DADA TO GO.
a walkthrough (levels).

friedrich w. blocks stellungnahme zur digitalen poesie (1) beginnt an einem wichtigen und endet an einem unzureichenden punkt. es ist richtig zu erkennen, dass digitale poesie - besser netzkunst (2) - immer mehr sein wollte als der verlängerte arm der alten medien. projekte wie hettches null gaben sich vorderhand digital avanciert, landeten aber über die hinterhand wieder in der buchform. das ist und war eine wichtige, kritische ausgangsposition, die man dem netzbuch gegenüber einnehmen kann - die abgrenzung zum buch ist jedoch längst nicht mehr vorrangig.
leider führen blocks argumente für den digitalen text nicht weit genug, bleiben fast diskursklassisch an einem neuralgischen ende stehen: der avantgarde. wenig differenziert werden neue medien und deren rollenprosa der kalifornischen ideologie mit den bestrebungen der netzkunst, die sich schon früh kritisch mit dem ökonomischen tauschgeschäft neue medien auseinandergesetzt hat, in eins gesetzt.
dabei ließe sich blocks vorstellung eines beständigen fortschreitens und - erweiterns von literatur und kunst durchaus in ein aktuelles avantgardeverständnis überführen: das ziel aktueller avantgarde ist nicht mehr der fortschritt, sondern die transgression - das überschreiten von neuralgischen grenzen, oftmals nur das (aus-)halten von grenzen (3).
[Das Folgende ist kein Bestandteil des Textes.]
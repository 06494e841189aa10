//! Shared constants and the error type used across every component.

use std::fmt;

/// Page/sector size. The design assumes 4096 but is parameterizable by the embedder
/// through [`crate::FileSystem::new`]'s region bounds; the constant here is the default
/// most SPI NOR parts use for their erase sectors.
pub const PAGE: usize = 4096;

/// Maximum length, in bytes, of a file name.
pub const MAX_FNAME: usize = 64;

/// Header length shared by every page: `id` (2B) + `span` (2B) + `size` (2B).
pub(crate) const COMMON_HEADER_LEN: usize = 6;
/// Additional header bytes carried only by the head page (span 0): `created` (4B) +
/// `name_len` (1B).
pub(crate) const HEAD_EXTRA_LEN: usize = 5;
/// Largest possible header: common + head-extra + MAX_FNAME.
pub(crate) const MAX_HEADER_LEN: usize = COMMON_HEADER_LEN + HEAD_EXTRA_LEN + MAX_FNAME;

/// Reserved id meaning "page never written" (raw erased flash).
pub(crate) const ID_FREE: u16 = 0xFFFF;
/// Reserved id meaning "page logically deleted".
pub(crate) const ID_ERASED: u16 = 0;
/// First id ever minted.
pub(crate) const ID_MIN: u16 = 1;
/// Last valid id (inclusive); 0xFFFF is reserved for `ID_FREE`.
pub(crate) const ID_MAX: u16 = 0xFFFE;

/// `size` field sentinel meaning "page is open, never finalized".
pub(crate) const SIZE_PROVISIONAL: u16 = 0xFFFF;
/// `size` field sentinel meaning "page is fully used; compute payload from geometry".
pub(crate) const SIZE_FULL: u16 = 0;

/// Default number of free pages below which auto-GC kicks in.
pub const DEFAULT_AUTO_GC_THRESHOLD: usize = 4;

/// Conservative estimate of usable payload bytes per page, used only for the
/// `get_free_space` heuristic (a continuation page's true capacity is `PAGE - 6`; this
/// undershoots it to account for head-page overhead across a typical file mix).
pub const FREE_SPACE_HEURISTIC_BYTES: u64 = 4000;

/// Every error this crate can return. Callers are expected to match on the variant,
/// not on the `Display` text.
#[derive(Debug, Clone, Copy, PartialEq, Eq)]
pub enum FsError {
    /// An operation that requires no open handles was attempted while one or more
    /// files were open.
    FileOpen,
    /// The handle was already closed.
    FileClosed,
    /// No file exists under that name or id.
    FileNotFound,
    /// `open(name, "w")` was called on a name that already has a closed file.
    FileExists,
    /// A write was attempted on a handle opened in read mode.
    FileWriteR,
    /// `open` was called with a mode other than `"r"` or `"w"`.
    UnknownMode,
    /// The region bounds are not sector-aligned, empty, or out of device range.
    InvalidSpiflashAddress,
    /// `write` was called with data that can't be interpreted as bytes.
    InvalidWriteData,
    /// No free page could be found, even after a GC pass.
    NoFreeSpace,
    /// A file name was empty or longer than `MAX_FNAME`.
    InvalidFilename,
    /// A parameter (e.g. a `seek` offset) was out of range.
    InvalidParameters,
    /// A flash program or verify operation reported a mismatch.
    Validation,
}

impl fmt::Display for FsError {
    fn fmt(&self, f: &mut fmt::Formatter<'_>) -> fmt::Result {
        let s = match self {
            FsError::FileOpen => "FILE_OPEN",
            FsError::FileClosed => "FILE_CLOSED",
            FsError::FileNotFound => "FILE_NOT_FOUND",
            FsError::FileExists => "FILE_EXISTS",
            FsError::FileWriteR => "FILE_WRITE_R",
            FsError::UnknownMode => "UNKNOWN_MODE",
            FsError::InvalidSpiflashAddress => "INVALID_SPIFLASH_ADDRESS",
            FsError::InvalidWriteData => "INVALID_WRITE_DATA",
            FsError::NoFreeSpace => "NO_FREE_SPACE",
            FsError::InvalidFilename => "INVALID_FILENAME",
            FsError::InvalidParameters => "INVALID_PARAMETERS",
            FsError::Validation => "VALIDATION",
        };
        f.write_str(s)
    }
}

impl std::error::Error for FsError {}

pub type Result<T> = std::result::Result<T, FsError>;

/// A reference to a file, by name or by id. `Fat` methods accept anything that
/// converts into this so callers can pass either a `&str` or a raw id.
#[derive(Debug, Clone, Copy)]
pub enum FileRef<'a> {
    Name(&'a str),
    Id(u16),
}

impl<'a> From<&'a str> for FileRef<'a> {
    fn from(name: &'a str) -> Self { FileRef::Name(name) }
}

impl<'a> From<&'a String> for FileRef<'a> {
    fn from(name: &'a String) -> Self { FileRef::Name(name.as_str()) }
}

impl From<u16> for FileRef<'static> {
    fn from(id: u16) -> Self { FileRef::Id(id) }
}

/// Open mode for [`crate::FileSystem::open`].
#[derive(Debug, Clone, Copy, PartialEq, Eq)]
pub enum Mode {
    Read,
    Write,
}

impl Mode {
    pub(crate) fn parse(s: &str) -> Result<Mode> {
        match s {
            "r" => Ok(Mode::Read),
            "w" => Ok(Mode::Write),
            _ => Err(FsError::UnknownMode),
        }
    }
}

pub(crate) fn validate_filename(name: &str) -> Result<()> {
    if name.is_empty() || name.len() > MAX_FNAME {
        Err(FsError::InvalidFilename)
    } else {
        Ok(())
    }
}

/// Snapshot of device geometry, returned by [`crate::FileSystem::dimensions`].
#[derive(Debug, Clone, Copy, PartialEq, Eq)]
pub struct Dimensions {
    /// Total bytes in the managed region (`end - start`).
    pub size: u32,
    /// Page count of the managed region. Kept distinct in name from `pages` only for
    /// source fidelity; both fields report the same value (see DESIGN.md).
    pub len: usize,
    pub start: u32,
    pub end: u32,
    pub pages: usize,
}

/// One entry of [`crate::FileSystem::file_list`].
#[derive(Debug, Clone, PartialEq, Eq)]
pub struct FileListEntry {
    pub id: u16,
    pub fname: String,
    pub size: u64,
    pub created: u32,
}

/// Free-space estimate returned by [`crate::FileSystem::get_free_space`].
#[derive(Debug, Clone, Copy, PartialEq, Eq)]
pub struct FreeSpace {
    /// Bytes estimated available from `FREE` pages alone.
    pub free: u64,
    /// Bytes estimated available from `FREE` plus reclaimable (`ERASED`/`BAD`) pages.
    pub freeable: u64,
}

/// Page status counts, returned by [`crate::FileSystem::stats`].
#[derive(Debug, Clone, Copy, PartialEq, Eq, Default)]
pub struct Stats {
    pub free: usize,
    pub used: usize,
    pub erased: usize,
    pub bad: usize,
}
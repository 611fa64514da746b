use levelfold_core::value::values_equal;
use serde_json::Value;

use super::Factored;

/// Redundant iff every variant equals the representative.
///
/// A redundant `Null` contributes nothing to static: it is the absence
/// sentinel, so a cleared slot stays cleared on a second pass.
pub(super) fn factor_scalar(representative: &Value, variants: &[&mut Value]) -> Factored {
    if !variants.iter().all(|v| values_equal(representative, v)) {
        return Factored::retained();
    }
    if representative.is_null() {
        Factored::redundant(None)
    } else {
        Factored::redundant(Some(representative.clone()))
    }
}
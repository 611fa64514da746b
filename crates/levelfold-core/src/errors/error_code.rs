//! Stable error codes for callers that report failures by category.

/// Every error enum implements this to expose a structured code string.
pub trait LevelfoldErrorCode {
    /// Returns the error code (e.g., "FACTOR_ERROR").
    fn error_code(&self) -> &'static str;

    /// Returns `[ERROR_CODE] message`.
    fn coded_string(&self) -> String
    where
        Self: std::fmt::Display,
    {
        format!("[{}] {}", self.error_code(), self)
    }
}

pub const FACTOR_ERROR: &str = "FACTOR_ERROR";
pub const CONFIG_ERROR: &str = "CONFIG_ERROR";
pub const EXPORT_ERROR: &str = "EXPORT_ERROR";
pub const RECORD_ERROR: &str = "RECORD_ERROR";
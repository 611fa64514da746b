//! Recursive structural factoring.
//!
//! The representative is only read. Variants are scanned first; keys and
//! indices found redundant are removed or nulled only once the scan of the
//! enclosing mapping or sequence is complete.

mod dispatch;
mod mapping;
mod scalar;
mod sequence;

use levelfold_core::errors::FactorError;
use levelfold_core::value::ValuePath;
use serde_json::Value;

/// Outcome of factoring one subtree.
#[derive(Debug, Clone, PartialEq)]
pub struct Factored {
    /// Substructure shared by every variant, if any.
    pub static_value: Option<Value>,
    /// The whole subtree is identical everywhere; the caller clears it.
    pub fully_redundant: bool,
}

impl Factored {
    pub(crate) fn redundant(static_value: Option<Value>) -> Self {
        Self {
            static_value,
            fully_redundant: true,
        }
    }

    pub(crate) fn retained() -> Self {
        Self {
            static_value: None,
            fully_redundant: false,
        }
    }

    pub(crate) fn partial(static_value: Option<Value>, fully_redundant: bool) -> Self {
        Self {
            static_value,
            fully_redundant,
        }
    }
}

/// Factor `variants` against `representative`, compacting the variants in place.
///
/// The representative must not alias any variant; pass a clone of the first
/// level when it doubles as the template.
pub fn factor(
    representative: &Value,
    variants: &mut [&mut Value],
) -> Result<Factored, FactorError> {
    dispatch::factor_at(representative, variants, &ValuePath::root())
}

/// [`factor`] over an owned slice of variants.
pub fn factor_slice(representative: &Value, variants: &mut [Value]) -> Result<Factored, FactorError> {
    let mut refs: Vec<&mut Value> = variants.iter_mut().collect();
    factor(representative, &mut refs)
}
//! Subcommand implementations.

use std::collections::BTreeMap;
use std::fs;
use std::path::{Path, PathBuf};

use anyhow::{Context, Result};
use levelfold_core::errors::ExportError;
use levelfold_core::LevelfoldConfig;
use levelfold_factor::{FactorEngine, GroupDocument, JsonWriter};
use levelfold_gems::{convert_all, GemRecord};
use serde_json::{Map, Value};
use tracing::info;

type LevelGroups = BTreeMap<String, BTreeMap<u32, Value>>;

/// `levelfold factor`: writes `{ group: { "per_level": .., "static": .. } }`.
pub fn factor(config: &LevelfoldConfig, writer: &JsonWriter, input: &Path, name: &str) -> Result<Vec<PathBuf>> {
    let groups = parse_groups(read_json(input)?)?;
    info!(groups = groups.len(), input = %input.display(), "factoring level groups");

    let engine = FactorEngine::new(config.factor.clone());
    let factored = engine.factor_groups(groups)?;

    let out: Map<String, Value> = factored
        .into_iter()
        .map(|(id, group)| (id, GroupDocument::new(Map::new(), group).to_value()))
        .collect();

    Ok(writer.write(name, &out)?)
}

/// `levelfold gems`: writes `<name>.json` and `<name>_minimal.json`.
pub fn gems(config: &LevelfoldConfig, writer: &JsonWriter, input: &Path, name: &str) -> Result<Vec<PathBuf>> {
    let records: Vec<GemRecord> = serde_json::from_value(read_json(input)?).map_err(|e| {
        ExportError::MalformedInput {
            expected: "an array of gem records".to_string(),
            message: e.to_string(),
        }
    })?;
    info!(gems = records.len(), input = %input.display(), "exporting gems");

    let engine = FactorEngine::new(config.factor.clone());
    let export = convert_all(&records, &engine)?;

    let mut written = writer.write(name, &export.full_value())?;
    written.extend(writer.write(&format!("{name}_minimal"), &export.minimal_value())?);
    Ok(written)
}

fn read_json(path: &Path) -> Result<Value> {
    let text = fs::read_to_string(path).with_context(|| format!("reading {}", path.display()))?;
    let value = serde_json::from_str(&text).map_err(|e| ExportError::MalformedInput {
        expected: "JSON".to_string(),
        message: e.to_string(),
    })?;
    Ok(value)
}

/// `{ group: { "1": value, "2": value } }` → ordered level groups.
fn parse_groups(input: Value) -> Result<LevelGroups, ExportError> {
    let Value::Object(groups) = input else {
        return Err(malformed("top level must be an object of groups"));
    };

    groups
        .into_iter()
        .map(|(id, levels)| {
            let Value::Object(levels) = levels else {
                return Err(malformed(format!("group {id} must be an object of levels")));
            };
            let mut parsed = BTreeMap::new();
            for (key, value) in levels {
                let level = key
                    .parse::<u32>()
                    .map_err(|_| malformed(format!("group {id}: level {key:?} is not a number")))?;
                if parsed.insert(level, value).is_some() {
                    return Err(malformed(format!("group {id}: level {level} appears more than once")));
                }
            }
            Ok((id, parsed))
        })
        .collect()
}

fn malformed(message: impl Into<String>) -> ExportError {
    ExportError::MalformedInput {
        expected: "level groups".to_string(),
        message: message.into(),
    }
}
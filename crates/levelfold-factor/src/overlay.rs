//! Rebuild the full per-level view by laying the static document underneath
//! a compacted level.

use std::collections::BTreeMap;

use serde_json::{Map, Value};

/// Overlay `variant` on top of `static_value`.
///
/// Mappings merge key by key (static keys first, then keys only the level
/// has). Equal-length sequences merge slot by slot, a `Null` slot taking
/// the static value. Anywhere else the level's own value wins, except a
/// `Null` level value, which yields to static.
pub fn overlay(static_value: &Value, variant: &Value) -> Value {
    match (static_value, variant) {
        (Value::Object(s), Value::Object(v)) => Value::Object(overlay_mappings(s, v)),
        (Value::Array(s), Value::Array(v)) if s.len() == v.len() => Value::Array(
            s.iter()
                .zip(v)
                .map(|(s, v)| overlay(s, v))
                .collect(),
        ),
        (s, Value::Null) => s.clone(),
        (_, v) => v.clone(),
    }
}

fn overlay_mappings(static_map: &Map<String, Value>, variant: &Map<String, Value>) -> Map<String, Value> {
    let mut merged = Map::with_capacity(static_map.len() + variant.len());
    for (key, s) in static_map {
        let value = match variant.get(key) {
            Some(v) => overlay(s, v),
            None => s.clone(),
        };
        merged.insert(key.clone(), value);
    }
    for (key, v) in variant {
        if !static_map.contains_key(key) {
            merged.insert(key.clone(), v.clone());
        }
    }
    merged
}

/// Apply [`overlay`] to every level of a factored group.
pub fn reconstruct_levels(
    static_value: Option<&Value>,
    levels: &BTreeMap<u32, Value>,
) -> BTreeMap<u32, Value> {
    levels
        .iter()
        .map(|(&level, data)| {
            let full = match static_value {
                Some(s) => overlay(s, data),
                None => data.clone(),
            };
            (level, full)
        })
        .collect()
}
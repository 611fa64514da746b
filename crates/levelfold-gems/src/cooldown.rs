use levelfold_core::errors::RecordError;

/// Charge type that lets a skill bypass its cooldown.
#[derive(Debug, Clone, Copy, PartialEq, Eq)]
pub enum CooldownBypassType {
    EnduranceCharge,
    FrenzyCharge,
    PowerCharge,
    None,
}

impl CooldownBypassType {
    pub fn from_index(value: u32) -> Result<Self, RecordError> {
        match value {
            0 => Ok(Self::EnduranceCharge),
            1 => Ok(Self::FrenzyCharge),
            2 => Ok(Self::PowerCharge),
            3 => Ok(Self::None),
            other => Err(RecordError::UnknownCooldownBypass { value: other }),
        }
    }

    /// Lower-case name used in documents; `None` for the no-bypass type.
    pub fn name(self) -> Option<&'static str> {
        match self {
            Self::EnduranceCharge => Some("endurance_charge"),
            Self::FrenzyCharge => Some("frenzy_charge"),
            Self::PowerCharge => Some("power_charge"),
            Self::None => None,
        }
    }
}

#[cfg(test)]
mod tests {
    use super::*;

    #[test]
    fn known_indices() {
        assert_eq!(
            CooldownBypassType::from_index(1).unwrap(),
            CooldownBypassType::FrenzyCharge
        );
        assert_eq!(CooldownBypassType::from_index(3).unwrap().name(), None);
        assert_eq!(
            CooldownBypassType::from_index(0).unwrap().name(),
            Some("endurance_charge")
        );
    }

    #[test]
    fn unknown_index_is_an_error() {
        assert!(matches!(
            CooldownBypassType::from_index(9),
            Err(RecordError::UnknownCooldownBypass { value: 9 })
        ));
    }
}
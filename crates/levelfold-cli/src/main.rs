//! `levelfold` binary.

mod cli;
mod commands;

use std::process::ExitCode;

use anyhow::{Context, Result};
use clap::Parser;
use levelfold_core::tracing_setup;
use levelfold_core::LevelfoldConfig;
use levelfold_factor::JsonWriter;
use tracing::{error, info};

use cli::{Cli, Commands};

fn main() -> ExitCode {
    let cli = Cli::parse();

    let config = match load_config(&cli) {
        Ok(config) => config,
        Err(e) => {
            tracing_setup::init_tracing();
            error!(error = %format!("{e:#}"), "invalid configuration");
            return ExitCode::FAILURE;
        }
    };
    tracing_setup::init_tracing_from_config(&config.observability);

    match run(&cli, &config) {
        Ok(()) => ExitCode::SUCCESS,
        Err(e) => {
            error!(error = %format!("{e:#}"), "levelfold failed");
            ExitCode::FAILURE
        }
    }
}

fn load_config(cli: &Cli) -> Result<LevelfoldConfig> {
    let mut config = match &cli.config {
        Some(path) => LevelfoldConfig::load(path)
            .with_context(|| format!("loading {}", path.display()))?,
        None => LevelfoldConfig::default(),
    };
    if let Some(dir) = &cli.output_dir {
        config.export.output_dir = dir.display().to_string();
    }
    if cli.compact {
        config.export.pretty = false;
    }
    Ok(config)
}

fn run(cli: &Cli, config: &LevelfoldConfig) -> Result<()> {
    let writer = JsonWriter::new(&config.export);
    info!(dir = %writer.output_dir().display(), "writing documents");
    let written = match &cli.command {
        Commands::Factor { input, name } => commands::factor(config, &writer, input, name)?,
        Commands::Gems { input, name } => commands::gems(config, &writer, input, name)?,
    };
    for path in &written {
        info!(path = %path.display(), "wrote");
    }
    Ok(())
}

#[cfg(test)]
mod tests {
    use super::*;
    use std::path::PathBuf;

    #[test]
    fn global_flags_override_config() {
        let cli = Cli::try_parse_from([
            "levelfold",
            "gems",
            "--input",
            "in.json",
            "--output-dir",
            "out",
            "--compact",
        ])
        .unwrap();
        let config = load_config(&cli).unwrap();
        assert_eq!(config.export.output_dir, "out");
        assert!(!config.export.pretty);
        assert!(matches!(cli.command, Commands::Gems { ref name, .. } if name == "gems"));
    }

    #[test]
    fn factor_defaults() {
        let cli = Cli::try_parse_from(["levelfold", "factor", "--input", "g.json"]).unwrap();
        match cli.command {
            Commands::Factor { input, name } => {
                assert_eq!(input, PathBuf::from("g.json"));
                assert_eq!(name, "factored");
            }
            other => panic!("unexpected command {other:?}"),
        }
    }

    #[test]
    fn version_flag_reports_crate_version() {
        let err = Cli::try_parse_from(["levelfold", "--version"]).unwrap_err();
        assert_eq!(err.kind(), clap::error::ErrorKind::DisplayVersion);
        assert!(err.to_string().contains(levelfold_core::constants::VERSION));
    }

    #[test]
    fn missing_config_file_fails() {
        let cli = Cli::try_parse_from([
            "levelfold",
            "--config",
            "/nonexistent/levelfold.toml",
            "factor",
            "--input",
            "g.json",
        ])
        .unwrap();
        let err = load_config(&cli).unwrap_err();
        assert!(format!("{err:#}").contains("not found"), "{err:#}");
    }
}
das feld der netzkunst kämpft mit den gleichen hierarchisierungen herkömmlicher kunstfelder (4), wenngleich der hauptgegensatz zwischen massenproduktion für ein breites oder eingeschränktes publikum lange keine wirkliche rolle gespielt hat. mittlerweile ist auch die netzkunst im kunstfeld angekommen und hat eingang in rezeption und kanonisierung gefunden. schwieriger als dieser gegensatz ist jedoch jener zu fassen, der sich innerhalb des feldes der eingeschränkten produktion (im subfeld der reinen produktion, die sich bewußt an ein schmales publikum richtet) abzeichnet, jenem netzkunstfeld, das sich kritisch und transgressiv gegenüber einsatz und mittel der neuen medien verhält. wie in anderen feldern - etwa im literarischen feld - hat sich dort ein gegensatz zwischen avantgarde und arrivierter avantgarde (5) ausgebildet. dieser ist nicht immer leicht zu fassen, die netzkunst selbst hat sich durchaus kritisch mit der eigenen arriviertheit auseinandergesetzt (6).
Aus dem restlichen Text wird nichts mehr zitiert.